I am new to programming, I am trying to write a program that lets the user input numbers ranging from 0 to 1000, and the maximum number the user can input is 100. The numbers in the array don't have to be in order, and the program ends when the user inputs a negative number. After that, the program should determine which number occurs the most and the frequency of that occurrence.
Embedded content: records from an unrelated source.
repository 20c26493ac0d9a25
//! GPU device + surface management.
//!
//! This module is responsible for:
//! - creating the wgpu Instance/Adapter/Device/Queue
//! - creating & configuring the Surface (swapchain)
//! - acquiring frames and providing encoders/views for rendering

mod gpu;

pub use gpu::{Gpu, GpuFrame, GpuInit, SurfaceErrorAction};
//! Core engine-facing contracts.
//!
//! Defines the interface between the runtime (platform loop) and the
//! application drawing into the window.

mod app;
mod ctx;

pub use app::{App, AppControl};
pub use ctx::FrameCtx;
I have written a similar code but not for this type of problem the code below showcases what I mean by similar code and any help would be appreciated

#include <stdio.h>
#include <stdlib.h>
#include <time.h>
int main() {
char again;
do {
    srand(time(0));
    int myNumbers[10];
    int i, n, findnum, time, num;
    n = 10;
    for (i = 0; i < n; i++) {
        myNumbers[i] = rand() % 10 + 1;
    }
    for (i = 0; i < n; i++) {
        printf("elements %d\n", myNumbers[i]);
    }
    printf("Enter number to find Occurrence: ");
    scanf("%d", &findnum);
    time = 0;
    for (i = 0; i < n; i++) {
        if (myNumbers[i]==findnum)
                    time++;
    }
    if (findnum>0) {
        printf("Occurrence of %d is: %d times\n",findnum,time);
    } else {
        printf("The number %d is not present in the array\n",num);
    }
    do {
        printf("Shall we play again (y/n)?: ");
        while(getchar()!='\n');
        scanf("%c", &again);
    }
    while(again !='y' && again !='n');
}
while(again =='y');

}

Answer 1

You will need a second array to count the frequencies. Worst case, the user entered unique numbers, so the second array should be as large as myNumbers. The array will hold two values: the number, and its count:

int myNumbers[10];
int myCount  [10][2] = {0};
int n= 10;

You remember the first entry of myCount that is available:

int m= 0;

You cycle over all numbers:

    for (i = 0; i < n; i++){

For each number, you check if it is already in the myCount and if yes, increment the count and then exit the loop:

        for (j = 0; j < m; j++){
            if (myCount[j][0] == myNumbers[i]){
                myCount[j][1]++;
                break;
            }
        }

If the number was not found, you add it:

        if (j == m) {
            myCount[m][0] = myNumbers[i];
            myCount[m][1] = 1;
            m++;
        }
    }

Now you can search the array for the number with the highest count.

Integrated the code is:

    int myNumbers[10];
    int myCount  [10][2] = {0};
    int n= 10;
    int m= 0;

    /* now fist read the input */

    for (i = 0; i < n; i++){
        for (j = 0; j < m; j++){
            if (myCount[j][0] == myNumbers[i]){
                myCount[j][1]++;
                break;
            }
        }
        if (j == m) {
            myCount[m][0] = myNumbers[i];
            myCount[m][1] = 1;
            m++;
        }
    }

To do: search the array for the number with the highest count.